17 febrero, 2007

Del contenido de la caja e su posible uso

o podía entrar en sueños pensando en el contenido de la caja e Marcos tenía su brazo sobre mí. Así, dime media vuelta e bebí agua tomándola del vaso. Con esto, estando Marcos ya bien dormido, levantéme con sumo cuidado e bajé al bufete de Su Ilustrísima. Por debajo de la puerta veíase salir la luz.

Llamé a la puerta con prudencia e vino don Juan a entreabrir la puerta e, al verme, espetó:

“Mucho me extrañaba, sobrino, que pudieseis dormir en teniendo ya la caja abierta. Nada he tocado, sino que la miro con asombro e busco libros o legajos donde se indique qué cosa contiene e para qué sirve. Pasad, que hasta las ocho que iré a misa, tiempo tenemos de ver cosas”.

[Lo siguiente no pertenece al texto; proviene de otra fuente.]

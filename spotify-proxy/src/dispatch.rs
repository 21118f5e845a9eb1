//! Name-based dispatch of invocations to typed operations.
//!
//! The wire format stays `method + args + kwargs`, but every method the
//! service accepts is registered once at startup in a [`Registry`]; an
//! operation pulls its parameters out of [`Args`] by position or keyword
//! and calls a typed client method.

use axum::http::StatusCode;
use serde::de::DeserializeOwned;
use serde_json::{Map, Value};
use spotify_api::SpotifyError;
use spotify_proxy_client::Invocation;
use std::collections::HashMap;
use std::future::Future;
use std::pin::Pin;
use std::sync::Arc;
use thiserror::Error;

/// Why an invocation failed.
#[derive(Debug, Error)]
pub enum InvokeError {
    /// No operation is registered under this name.
    #[error("Invalid method '{method}': {detail}")]
    UnknownMethod { method: String, detail: String },

    /// Wrong arity, unexpected keyword, or a value of the wrong type.
    #[error("{0}")]
    Arguments(String),

    /// The operation itself failed.
    #[error("{0}")]
    Upstream(String),
}

impl InvokeError {
    pub fn arguments(detail: impl std::fmt::Display) -> Self {
        Self::Arguments(detail.to_string())
    }

    /// HTTP status reported to the caller.
    pub fn status(&self) -> StatusCode {
        match self {
            Self::UnknownMethod { .. } | Self::Arguments(_) => StatusCode::BAD_REQUEST,
            Self::Upstream(_) => StatusCode::INTERNAL_SERVER_ERROR,
        }
    }

    /// `error` text of the reply body.
    pub fn message(&self, method: &str) -> String {
        match self {
            Self::UnknownMethod { .. } | Self::Upstream(_) => self.to_string(),
            Self::Arguments(detail) => {
                format!("Incorrect arguments or non-callable method '{method}': {detail}")
            }
        }
    }
}

impl From<SpotifyError> for InvokeError {
    fn from(e: SpotifyError) -> Self {
        Self::Upstream(e.to_string())
    }
}

/// Arguments of one invocation, consumed parameter by parameter.
#[derive(Debug)]
pub struct Args {
    positional: Vec<Option<Value>>,
    keyword: Map<String, Value>,
}

impl Args {
    pub fn new(args: Vec<Value>, kwargs: Map<String, Value>) -> Self {
        Self {
            positional: args.into_iter().map(Some).collect(),
            keyword: kwargs,
        }
    }

    /// Parameter `name` at position `pos`; `null` counts as absent.
    pub fn optional<T: DeserializeOwned>(&mut self, pos: usize, name: &str) -> Result<Option<T>, InvokeError> {
        let by_pos = self.positional.get_mut(pos).and_then(Option::take);
        let by_name = self.keyword.remove(name);
        let value = match (by_pos, by_name) {
            (Some(_), Some(_)) => {
                return Err(InvokeError::Arguments(format!(
                    "got multiple values for argument '{name}'"
                )));
            }
            (Some(v), None) | (None, Some(v)) => v,
            (None, None) => return Ok(None),
        };
        if value.is_null() {
            return Ok(None);
        }
        serde_json::from_value(value)
            .map(Some)
            .map_err(|e| InvokeError::Arguments(format!("argument '{name}': {e}")))
    }

    /// Parameter that must be supplied.
    pub fn required<T: DeserializeOwned>(&mut self, pos: usize, name: &str) -> Result<T, InvokeError> {
        self.optional(pos, name)?.ok_or_else(|| {
            InvokeError::Arguments(format!("missing required argument '{name}'"))
        })
    }

    /// Parameter with a default.
    pub fn or<T: DeserializeOwned>(&mut self, pos: usize, name: &str, default: T) -> Result<T, InvokeError> {
        Ok(self.optional(pos, name)?.unwrap_or(default))
    }

    /// Reject anything no parameter consumed.
    pub fn finish(self) -> Result<(), InvokeError> {
        if self.positional.iter().any(Option::is_some) {
            let accepted = self.positional.iter().filter(|v| v.is_none()).count();
            return Err(InvokeError::Arguments(format!(
                "takes {accepted} positional arguments but {} were given",
                self.positional.len()
            )));
        }
        if let Some(name) = self.keyword.keys().next() {
            return Err(InvokeError::Arguments(format!(
                "got an unexpected keyword argument '{name}'"
            )));
        }
        Ok(())
    }
}

/// Boxed future of one operation.
pub type OpFuture = Pin<Box<dyn Future<Output = Result<Value, InvokeError>> + Send>>;

type Operation<C> = Box<dyn Fn(Arc<C>, Args) -> OpFuture + Send + Sync>;

/// Table from method name to operation over a shared client `C`.
pub struct Registry<C> {
    ops: HashMap<&'static str, Operation<C>>,
}

impl<C> Default for Registry<C> {
    fn default() -> Self {
        Self {
            ops: HashMap::new(),
        }
    }
}

impl<C: Send + Sync + 'static> Registry<C> {
    pub fn new() -> Self {
        Self::default()
    }

    /// Register `op` under `name`, replacing any previous entry.
    pub fn register<F, Fut>(&mut self, name: &'static str, op: F) -> &mut Self
    where
        F: Fn(Arc<C>, Args) -> Fut + Send + Sync + 'static,
        Fut: Future<Output = Result<Value, InvokeError>> + Send + 'static,
    {
        self.ops
            .insert(name, Box::new(move |client, args| Box::pin(op(client, args))));
        self
    }

    pub fn contains(&self, name: &str) -> bool {
        self.ops.contains_key(name)
    }

    /// Registered method names, sorted.
    pub fn names(&self) -> Vec<&'static str> {
        let mut names: Vec<_> = self.ops.keys().copied().collect();
        names.sort_unstable();
        names
    }

    /// Run `invocation` against `client`.
    pub async fn invoke(&self, client: Arc<C>, invocation: Invocation) -> Result<Value, InvokeError> {
        let Some(op) = self.ops.get(invocation.method.as_str()) else {
            return Err(InvokeError::UnknownMethod {
                method: invocation.method,
                detail: "no such operation".to_owned(),
            });
        };
        op(client, Args::new(invocation.args, invocation.kwargs)).await
    }
}

#[cfg(test)]
mod tests {
    use super::*;
    use serde_json::json;

    fn args(positional: Value, keyword: Value) -> Args {
        let Value::Array(positional) = positional else { panic!("expected array") };
        let Value::Object(keyword) = keyword else { panic!("expected object") };
        Args::new(positional, keyword)
    }

    #[test]
    fn binds_positional_and_keyword() {
        let mut a = args(json!(["query"]), json!({ "limit": 5 }));
        let q: String = a.required(0, "q").unwrap();
        let limit: u32 = a.or(1, "limit", 10).unwrap();
        let offset: u32 = a.or(2, "offset", 0).unwrap();
        assert_eq!((q.as_str(), limit, offset), ("query", 5, 0));
        a.finish().unwrap();
    }

    #[test]
    fn null_means_absent() {
        let mut a = args(json!([null]), json!({}));
        let market: Option<String> = a.optional(0, "market").unwrap();
        assert!(market.is_none());
        a.finish().unwrap();
    }

    #[test]
    fn rejects_missing_duplicate_and_mistyped() {
        let mut a = args(json!([]), json!({}));
        let err = a.required::<String>(0, "q").unwrap_err();
        assert_eq!(err.to_string(), "missing required argument 'q'");

        let mut a = args(json!(["x"]), json!({ "q": "y" }));
        assert!(a.required::<String>(0, "q").is_err());

        let mut a = args(json!([]), json!({ "limit": "ten" }));
        let err = a.or::<u32>(0, "limit", 10).unwrap_err();
        assert!(err.to_string().starts_with("argument 'limit'"));
    }

    #[test]
    fn rejects_leftover_arguments() {
        let mut a = args(json!(["q", 1, 2]), json!({}));
        let _: String = a.required(0, "q").unwrap();
        let err = a.finish().unwrap_err();
        assert_eq!(err.to_string(), "takes 1 positional arguments but 3 were given");

        let mut a = args(json!([]), json!({ "q": "x", "bogus": 1 }));
        let _: String = a.required(0, "q").unwrap();
        let err = a.finish().unwrap_err();
        assert_eq!(err.to_string(), "got an unexpected keyword argument 'bogus'");
    }

    #[test]
    fn error_messages_and_statuses() {
        let unknown = InvokeError::UnknownMethod {
            method: "nope".into(),
            detail: "no such operation".into(),
        };
        assert_eq!(unknown.status(), StatusCode::BAD_REQUEST);
        assert_eq!(unknown.message("nope"), "Invalid method 'nope': no such operation");

        let bad = InvokeError::arguments("missing required argument 'q'");
        assert_eq!(bad.status(), StatusCode::BAD_REQUEST);
        assert_eq!(
            bad.message("search"),
            "Incorrect arguments or non-callable method 'search': missing required argument 'q'"
        );

        let upstream = InvokeError::from(SpotifyError::NotAuthenticated);
        assert_eq!(upstream.status(), StatusCode::INTERNAL_SERVER_ERROR);
        assert_eq!(upstream.message("search"), "not authenticated");
    }

    #[tokio::test]
    async fn registry_dispatches_by_name() {
        let mut registry: Registry<String> = Registry::new();
        registry.register("echo", |prefix: Arc<String>, mut a: Args| async move {
            let word: String = a.required(0, "word")?;
            a.finish()?;
            Ok::<_, InvokeError>(json!(format!("{prefix}{word}")))
        });
        assert_eq!(registry.names(), ["echo"]);

        let client = Arc::new("> ".to_owned());
        let inv = Invocation::new("echo", vec![json!("hi")], Map::new());
        assert_eq!(registry.invoke(client.clone(), inv).await.unwrap(), json!("> hi"));

        let inv = Invocation::new("missing", vec![], Map::new());
        let err = registry.invoke(client, inv).await.unwrap_err();
        assert!(matches!(err, InvokeError::UnknownMethod { .. }));
    }
}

Y entrando en la sala, vi la caja abierta e sin tocar. Su interior no podía verse por estar cubierto de una capa de fieltro pegada a la madera.

“No hay clave ni cualquiera otra cosa para quitar este paño – le dije -, habrá que cortarlo con cuidado por ver el interior”.

“En eso creo tenéis razón. Pegado parece a todas las paredes”.

E sacando la puntiaguda daga que traía a colación, comenzamos cuidadosamente la ceremonia. Fui cortando primero uno de los lados más cortos, e tirándo luego con suavidad deste lado, levantóse la tela sin dificultad.

En su interior encontramos lo que nunca hubiéramos esperado, pues bien atado todo con cintas de cáñamo (o algo parecido), encontramos una gran pluma de plata como las antigüamente usadas para escribir, e un atillo de tela azul obscura que también estaba atado. La pluma casi conservaba su brillo e no estaba obscurecida la plata por el tiempo, e cortando las ataduras del atillo, encontramos hasta tres frascos sellados con lacre e otra bolsa pequeña que contenía un polvo blanco e unos a modo de pequeños dardos.

“Ilustrísima – advertí -, no tocad ese polvo por lo que pudiere ser, que no sabemos si es remedio para curar o para matar”.

“¡Santo Dios! – exclamó -, que cuando se guardan estas cosas en una caja tan dificultosa de abrir, es que han de ser de gran importancia”.

“Por lo que observo en la pluma – le dije – paréceme no es para escribir, sino para solucionar otros menesteres ¿Quién hace una pluma en plata para escribir? Agora sí deberemos dejar los estudios para mañana”.

En Ronda, la madrugada del diez y siete de febrero del año de dos mil e siete.